→ **Data excerpts**:
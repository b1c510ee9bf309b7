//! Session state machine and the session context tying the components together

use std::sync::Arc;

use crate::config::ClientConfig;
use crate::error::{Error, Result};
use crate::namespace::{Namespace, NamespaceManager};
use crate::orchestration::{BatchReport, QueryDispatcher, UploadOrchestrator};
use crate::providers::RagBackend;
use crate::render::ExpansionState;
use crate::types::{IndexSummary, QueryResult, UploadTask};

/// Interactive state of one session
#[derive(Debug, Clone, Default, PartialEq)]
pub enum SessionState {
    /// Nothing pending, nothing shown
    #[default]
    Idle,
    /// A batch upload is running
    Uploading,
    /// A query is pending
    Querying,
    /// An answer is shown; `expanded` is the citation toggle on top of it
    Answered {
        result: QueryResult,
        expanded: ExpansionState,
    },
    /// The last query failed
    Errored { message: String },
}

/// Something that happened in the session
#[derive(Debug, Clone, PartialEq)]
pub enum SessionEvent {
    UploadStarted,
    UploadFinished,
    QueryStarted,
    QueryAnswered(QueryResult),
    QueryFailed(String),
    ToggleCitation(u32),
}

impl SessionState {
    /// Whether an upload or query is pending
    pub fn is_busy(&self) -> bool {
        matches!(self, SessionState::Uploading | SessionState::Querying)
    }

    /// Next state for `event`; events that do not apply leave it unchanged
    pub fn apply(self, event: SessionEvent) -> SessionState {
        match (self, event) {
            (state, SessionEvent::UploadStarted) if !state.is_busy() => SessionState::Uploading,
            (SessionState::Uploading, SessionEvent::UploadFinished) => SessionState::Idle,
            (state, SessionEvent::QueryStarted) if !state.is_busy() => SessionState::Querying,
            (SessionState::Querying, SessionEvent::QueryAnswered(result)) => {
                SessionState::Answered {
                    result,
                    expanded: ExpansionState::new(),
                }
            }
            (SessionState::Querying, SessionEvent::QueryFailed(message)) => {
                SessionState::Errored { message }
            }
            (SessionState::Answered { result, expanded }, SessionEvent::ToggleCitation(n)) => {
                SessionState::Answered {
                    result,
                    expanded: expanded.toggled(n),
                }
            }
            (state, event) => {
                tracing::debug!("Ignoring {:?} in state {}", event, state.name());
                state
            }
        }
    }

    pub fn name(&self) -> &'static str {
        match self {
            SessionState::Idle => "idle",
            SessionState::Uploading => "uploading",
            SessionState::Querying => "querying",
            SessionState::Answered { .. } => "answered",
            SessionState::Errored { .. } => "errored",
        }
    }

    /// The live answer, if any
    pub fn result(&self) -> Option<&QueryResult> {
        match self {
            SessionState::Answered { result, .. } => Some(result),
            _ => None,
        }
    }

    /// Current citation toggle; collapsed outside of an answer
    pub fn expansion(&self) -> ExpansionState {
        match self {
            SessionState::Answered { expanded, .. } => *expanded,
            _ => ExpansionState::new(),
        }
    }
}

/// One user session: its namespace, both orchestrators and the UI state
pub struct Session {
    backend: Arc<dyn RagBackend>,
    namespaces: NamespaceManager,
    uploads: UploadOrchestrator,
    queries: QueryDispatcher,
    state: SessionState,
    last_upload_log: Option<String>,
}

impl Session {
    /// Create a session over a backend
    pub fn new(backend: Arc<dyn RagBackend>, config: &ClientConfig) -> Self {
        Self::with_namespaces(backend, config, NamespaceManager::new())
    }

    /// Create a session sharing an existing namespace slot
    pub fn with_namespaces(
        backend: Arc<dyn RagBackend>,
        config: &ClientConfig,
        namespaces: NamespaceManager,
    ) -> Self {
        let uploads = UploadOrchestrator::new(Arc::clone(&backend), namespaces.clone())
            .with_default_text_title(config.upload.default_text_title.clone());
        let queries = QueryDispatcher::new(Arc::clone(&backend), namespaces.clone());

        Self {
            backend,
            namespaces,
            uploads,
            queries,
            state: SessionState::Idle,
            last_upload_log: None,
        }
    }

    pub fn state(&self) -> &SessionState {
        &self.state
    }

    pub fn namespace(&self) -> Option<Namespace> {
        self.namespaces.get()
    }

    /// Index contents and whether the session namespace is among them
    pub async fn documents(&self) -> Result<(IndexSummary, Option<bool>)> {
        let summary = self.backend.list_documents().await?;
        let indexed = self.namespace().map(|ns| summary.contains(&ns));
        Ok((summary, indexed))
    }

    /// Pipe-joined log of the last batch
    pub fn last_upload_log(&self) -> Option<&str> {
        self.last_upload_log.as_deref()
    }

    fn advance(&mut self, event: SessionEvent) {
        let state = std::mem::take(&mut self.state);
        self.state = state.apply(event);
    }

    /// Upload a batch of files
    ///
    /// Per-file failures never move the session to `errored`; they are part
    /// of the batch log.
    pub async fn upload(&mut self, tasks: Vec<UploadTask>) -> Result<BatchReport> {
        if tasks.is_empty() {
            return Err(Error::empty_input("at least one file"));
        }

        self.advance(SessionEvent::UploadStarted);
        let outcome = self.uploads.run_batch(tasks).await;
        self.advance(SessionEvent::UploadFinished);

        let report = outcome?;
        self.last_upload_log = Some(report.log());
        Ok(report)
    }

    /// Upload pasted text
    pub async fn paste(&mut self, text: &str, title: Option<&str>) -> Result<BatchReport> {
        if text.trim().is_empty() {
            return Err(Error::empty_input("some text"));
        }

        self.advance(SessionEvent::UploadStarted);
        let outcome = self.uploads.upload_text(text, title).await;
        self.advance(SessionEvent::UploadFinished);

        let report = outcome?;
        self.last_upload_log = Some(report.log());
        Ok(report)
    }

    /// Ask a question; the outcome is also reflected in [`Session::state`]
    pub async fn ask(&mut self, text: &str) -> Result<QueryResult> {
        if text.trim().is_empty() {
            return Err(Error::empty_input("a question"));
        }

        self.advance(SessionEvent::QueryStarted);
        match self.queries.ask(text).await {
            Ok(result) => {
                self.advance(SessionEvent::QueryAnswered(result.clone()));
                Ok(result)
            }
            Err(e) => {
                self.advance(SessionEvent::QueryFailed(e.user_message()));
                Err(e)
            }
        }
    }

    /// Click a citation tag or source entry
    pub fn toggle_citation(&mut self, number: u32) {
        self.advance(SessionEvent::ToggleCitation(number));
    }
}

---

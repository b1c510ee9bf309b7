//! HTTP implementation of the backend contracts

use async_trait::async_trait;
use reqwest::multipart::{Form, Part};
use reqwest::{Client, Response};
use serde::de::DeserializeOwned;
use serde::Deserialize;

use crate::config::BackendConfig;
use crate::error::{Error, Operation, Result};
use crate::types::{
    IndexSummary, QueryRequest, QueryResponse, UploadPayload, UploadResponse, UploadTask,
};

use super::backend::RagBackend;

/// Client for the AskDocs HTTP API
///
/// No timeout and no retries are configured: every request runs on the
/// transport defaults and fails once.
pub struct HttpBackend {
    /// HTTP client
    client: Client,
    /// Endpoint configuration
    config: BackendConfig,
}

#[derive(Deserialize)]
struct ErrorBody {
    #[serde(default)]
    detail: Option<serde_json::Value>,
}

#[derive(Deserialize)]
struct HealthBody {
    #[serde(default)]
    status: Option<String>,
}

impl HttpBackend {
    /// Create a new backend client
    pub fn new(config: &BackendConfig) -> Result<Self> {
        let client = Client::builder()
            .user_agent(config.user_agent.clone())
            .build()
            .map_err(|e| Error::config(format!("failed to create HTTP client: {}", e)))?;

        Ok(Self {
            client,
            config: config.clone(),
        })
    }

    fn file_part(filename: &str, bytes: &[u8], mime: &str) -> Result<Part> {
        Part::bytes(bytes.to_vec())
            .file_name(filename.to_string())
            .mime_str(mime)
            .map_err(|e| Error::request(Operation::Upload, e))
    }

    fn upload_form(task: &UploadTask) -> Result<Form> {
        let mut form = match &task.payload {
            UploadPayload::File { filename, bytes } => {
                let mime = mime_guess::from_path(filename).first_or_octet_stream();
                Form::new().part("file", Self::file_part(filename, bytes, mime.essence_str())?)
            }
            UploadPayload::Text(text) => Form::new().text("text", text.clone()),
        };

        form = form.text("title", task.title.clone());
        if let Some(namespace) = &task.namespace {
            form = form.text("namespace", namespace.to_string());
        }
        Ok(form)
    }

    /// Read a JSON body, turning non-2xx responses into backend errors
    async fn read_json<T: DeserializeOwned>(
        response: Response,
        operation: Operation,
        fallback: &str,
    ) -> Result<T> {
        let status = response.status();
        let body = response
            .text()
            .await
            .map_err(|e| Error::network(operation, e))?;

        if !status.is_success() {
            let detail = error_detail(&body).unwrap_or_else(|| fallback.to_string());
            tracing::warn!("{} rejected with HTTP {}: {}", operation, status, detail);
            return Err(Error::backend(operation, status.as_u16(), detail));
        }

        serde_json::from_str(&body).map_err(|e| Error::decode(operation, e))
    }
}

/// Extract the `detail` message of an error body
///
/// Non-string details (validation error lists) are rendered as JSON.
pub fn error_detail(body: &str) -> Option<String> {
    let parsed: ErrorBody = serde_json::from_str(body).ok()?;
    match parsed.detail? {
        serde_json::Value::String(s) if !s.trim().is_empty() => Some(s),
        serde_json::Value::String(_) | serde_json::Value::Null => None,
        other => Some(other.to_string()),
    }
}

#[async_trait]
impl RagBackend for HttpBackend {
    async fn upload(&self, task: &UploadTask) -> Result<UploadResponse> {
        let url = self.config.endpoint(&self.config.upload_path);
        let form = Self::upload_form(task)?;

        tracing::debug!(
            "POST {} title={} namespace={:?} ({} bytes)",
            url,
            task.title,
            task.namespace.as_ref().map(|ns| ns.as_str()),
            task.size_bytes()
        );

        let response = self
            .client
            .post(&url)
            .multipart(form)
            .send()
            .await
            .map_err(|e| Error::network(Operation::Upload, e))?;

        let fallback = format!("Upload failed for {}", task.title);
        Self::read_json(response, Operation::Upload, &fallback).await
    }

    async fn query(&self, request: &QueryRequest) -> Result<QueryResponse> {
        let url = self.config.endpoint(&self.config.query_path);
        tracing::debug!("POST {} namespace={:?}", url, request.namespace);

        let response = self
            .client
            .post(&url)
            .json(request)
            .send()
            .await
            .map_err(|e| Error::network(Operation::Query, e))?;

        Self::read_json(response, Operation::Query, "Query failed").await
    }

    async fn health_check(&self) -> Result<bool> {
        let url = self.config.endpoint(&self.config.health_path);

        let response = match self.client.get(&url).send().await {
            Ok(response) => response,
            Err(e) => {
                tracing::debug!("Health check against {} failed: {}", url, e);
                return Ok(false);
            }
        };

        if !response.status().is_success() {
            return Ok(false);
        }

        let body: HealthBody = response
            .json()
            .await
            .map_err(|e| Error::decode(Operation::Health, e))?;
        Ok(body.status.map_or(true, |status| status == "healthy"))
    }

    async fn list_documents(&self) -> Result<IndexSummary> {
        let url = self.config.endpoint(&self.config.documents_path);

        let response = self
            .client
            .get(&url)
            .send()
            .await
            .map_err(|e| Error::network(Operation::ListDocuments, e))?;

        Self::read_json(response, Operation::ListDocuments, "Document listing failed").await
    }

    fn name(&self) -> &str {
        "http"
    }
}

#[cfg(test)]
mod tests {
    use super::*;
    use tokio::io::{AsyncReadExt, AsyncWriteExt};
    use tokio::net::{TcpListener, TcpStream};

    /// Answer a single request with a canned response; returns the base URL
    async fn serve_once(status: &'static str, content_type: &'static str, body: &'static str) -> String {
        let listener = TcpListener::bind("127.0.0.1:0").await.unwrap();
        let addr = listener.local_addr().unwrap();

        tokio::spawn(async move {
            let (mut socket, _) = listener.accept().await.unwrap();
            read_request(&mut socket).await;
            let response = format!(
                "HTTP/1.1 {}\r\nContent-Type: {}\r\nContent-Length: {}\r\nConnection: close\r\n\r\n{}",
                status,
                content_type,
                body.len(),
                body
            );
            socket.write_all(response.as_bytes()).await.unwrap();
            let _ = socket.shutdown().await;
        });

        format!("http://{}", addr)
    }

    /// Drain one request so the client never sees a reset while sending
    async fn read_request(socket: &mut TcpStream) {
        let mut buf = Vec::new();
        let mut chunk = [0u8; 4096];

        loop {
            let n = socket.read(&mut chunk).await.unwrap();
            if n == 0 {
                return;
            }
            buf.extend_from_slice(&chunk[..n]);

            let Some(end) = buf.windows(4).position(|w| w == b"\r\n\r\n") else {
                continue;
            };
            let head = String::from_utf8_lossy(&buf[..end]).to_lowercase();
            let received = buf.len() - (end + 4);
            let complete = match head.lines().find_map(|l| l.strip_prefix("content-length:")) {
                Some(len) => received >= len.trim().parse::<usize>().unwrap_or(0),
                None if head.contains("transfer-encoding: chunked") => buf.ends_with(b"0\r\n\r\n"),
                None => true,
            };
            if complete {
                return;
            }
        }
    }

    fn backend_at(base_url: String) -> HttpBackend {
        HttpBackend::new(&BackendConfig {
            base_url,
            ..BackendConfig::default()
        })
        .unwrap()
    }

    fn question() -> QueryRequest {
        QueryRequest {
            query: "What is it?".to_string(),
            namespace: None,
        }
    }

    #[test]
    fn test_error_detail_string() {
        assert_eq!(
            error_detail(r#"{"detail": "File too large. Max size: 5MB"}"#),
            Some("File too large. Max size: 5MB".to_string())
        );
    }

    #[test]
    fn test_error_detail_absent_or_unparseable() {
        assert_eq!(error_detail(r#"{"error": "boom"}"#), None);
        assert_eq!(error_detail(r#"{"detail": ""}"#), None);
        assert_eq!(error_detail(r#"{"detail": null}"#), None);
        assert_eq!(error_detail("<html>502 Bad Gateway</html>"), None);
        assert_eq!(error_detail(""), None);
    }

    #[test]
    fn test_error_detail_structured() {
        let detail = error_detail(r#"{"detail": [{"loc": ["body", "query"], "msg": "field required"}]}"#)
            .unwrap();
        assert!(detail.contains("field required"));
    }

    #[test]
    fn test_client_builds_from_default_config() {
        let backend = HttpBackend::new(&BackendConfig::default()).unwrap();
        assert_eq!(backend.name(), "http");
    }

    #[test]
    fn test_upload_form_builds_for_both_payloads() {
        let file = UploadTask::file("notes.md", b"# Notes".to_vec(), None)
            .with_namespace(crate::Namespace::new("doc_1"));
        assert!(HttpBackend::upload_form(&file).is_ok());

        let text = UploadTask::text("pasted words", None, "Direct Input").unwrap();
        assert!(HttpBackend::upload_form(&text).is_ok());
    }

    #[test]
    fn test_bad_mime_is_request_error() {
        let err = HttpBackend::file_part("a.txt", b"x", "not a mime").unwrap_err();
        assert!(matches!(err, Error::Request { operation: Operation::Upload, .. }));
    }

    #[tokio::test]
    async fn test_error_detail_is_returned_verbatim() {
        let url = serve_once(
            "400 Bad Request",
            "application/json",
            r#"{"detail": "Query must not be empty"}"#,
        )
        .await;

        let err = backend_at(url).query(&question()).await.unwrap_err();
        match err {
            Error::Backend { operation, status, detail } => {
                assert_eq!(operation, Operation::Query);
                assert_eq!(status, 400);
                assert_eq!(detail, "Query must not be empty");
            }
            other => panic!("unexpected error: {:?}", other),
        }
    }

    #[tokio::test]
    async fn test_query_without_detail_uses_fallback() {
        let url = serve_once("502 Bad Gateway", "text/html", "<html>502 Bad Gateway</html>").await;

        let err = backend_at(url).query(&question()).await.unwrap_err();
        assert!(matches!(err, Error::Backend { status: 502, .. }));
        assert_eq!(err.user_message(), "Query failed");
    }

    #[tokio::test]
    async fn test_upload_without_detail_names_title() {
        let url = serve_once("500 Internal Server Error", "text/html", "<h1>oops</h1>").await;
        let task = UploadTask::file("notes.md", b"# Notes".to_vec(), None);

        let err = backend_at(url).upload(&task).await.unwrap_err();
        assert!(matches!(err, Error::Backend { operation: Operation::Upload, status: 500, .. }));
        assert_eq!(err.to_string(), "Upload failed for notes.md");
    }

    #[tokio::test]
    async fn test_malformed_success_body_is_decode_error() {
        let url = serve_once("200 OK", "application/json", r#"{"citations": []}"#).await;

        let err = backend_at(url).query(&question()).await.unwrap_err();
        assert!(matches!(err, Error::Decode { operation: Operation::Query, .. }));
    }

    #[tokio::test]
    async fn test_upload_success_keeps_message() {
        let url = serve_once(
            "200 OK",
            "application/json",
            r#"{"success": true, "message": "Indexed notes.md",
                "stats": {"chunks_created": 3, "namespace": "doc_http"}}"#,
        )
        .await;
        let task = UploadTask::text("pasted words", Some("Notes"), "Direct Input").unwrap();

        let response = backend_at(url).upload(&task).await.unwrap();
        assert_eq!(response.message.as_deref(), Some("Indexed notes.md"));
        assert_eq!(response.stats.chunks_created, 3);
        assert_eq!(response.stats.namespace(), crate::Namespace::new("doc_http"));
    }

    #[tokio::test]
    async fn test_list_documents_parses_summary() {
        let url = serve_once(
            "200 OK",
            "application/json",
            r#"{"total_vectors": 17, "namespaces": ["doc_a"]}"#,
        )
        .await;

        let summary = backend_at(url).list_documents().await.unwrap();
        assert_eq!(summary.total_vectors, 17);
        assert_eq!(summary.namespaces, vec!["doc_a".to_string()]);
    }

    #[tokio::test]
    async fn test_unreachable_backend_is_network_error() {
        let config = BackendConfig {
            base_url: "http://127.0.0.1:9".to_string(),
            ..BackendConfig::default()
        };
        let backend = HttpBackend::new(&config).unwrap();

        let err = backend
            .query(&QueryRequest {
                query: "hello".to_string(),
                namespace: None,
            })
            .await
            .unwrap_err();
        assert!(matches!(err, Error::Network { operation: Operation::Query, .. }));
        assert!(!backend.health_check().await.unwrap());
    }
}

→ **Activity**:
What you give back should be exactly the lines of the data above from the line with "fn name(&self) -> &str" through the line with "the base URL", both of those included, and nothing more.

→ **Answer below**:
    fn name(&self) -> &str {
        "http"
    }
}

#[cfg(test)]
mod tests {
    use super::*;
    use tokio::io::{AsyncReadExt, AsyncWriteExt};
    use tokio::net::{TcpListener, TcpStream};

    /// Answer a single request with a canned response; returns the base URL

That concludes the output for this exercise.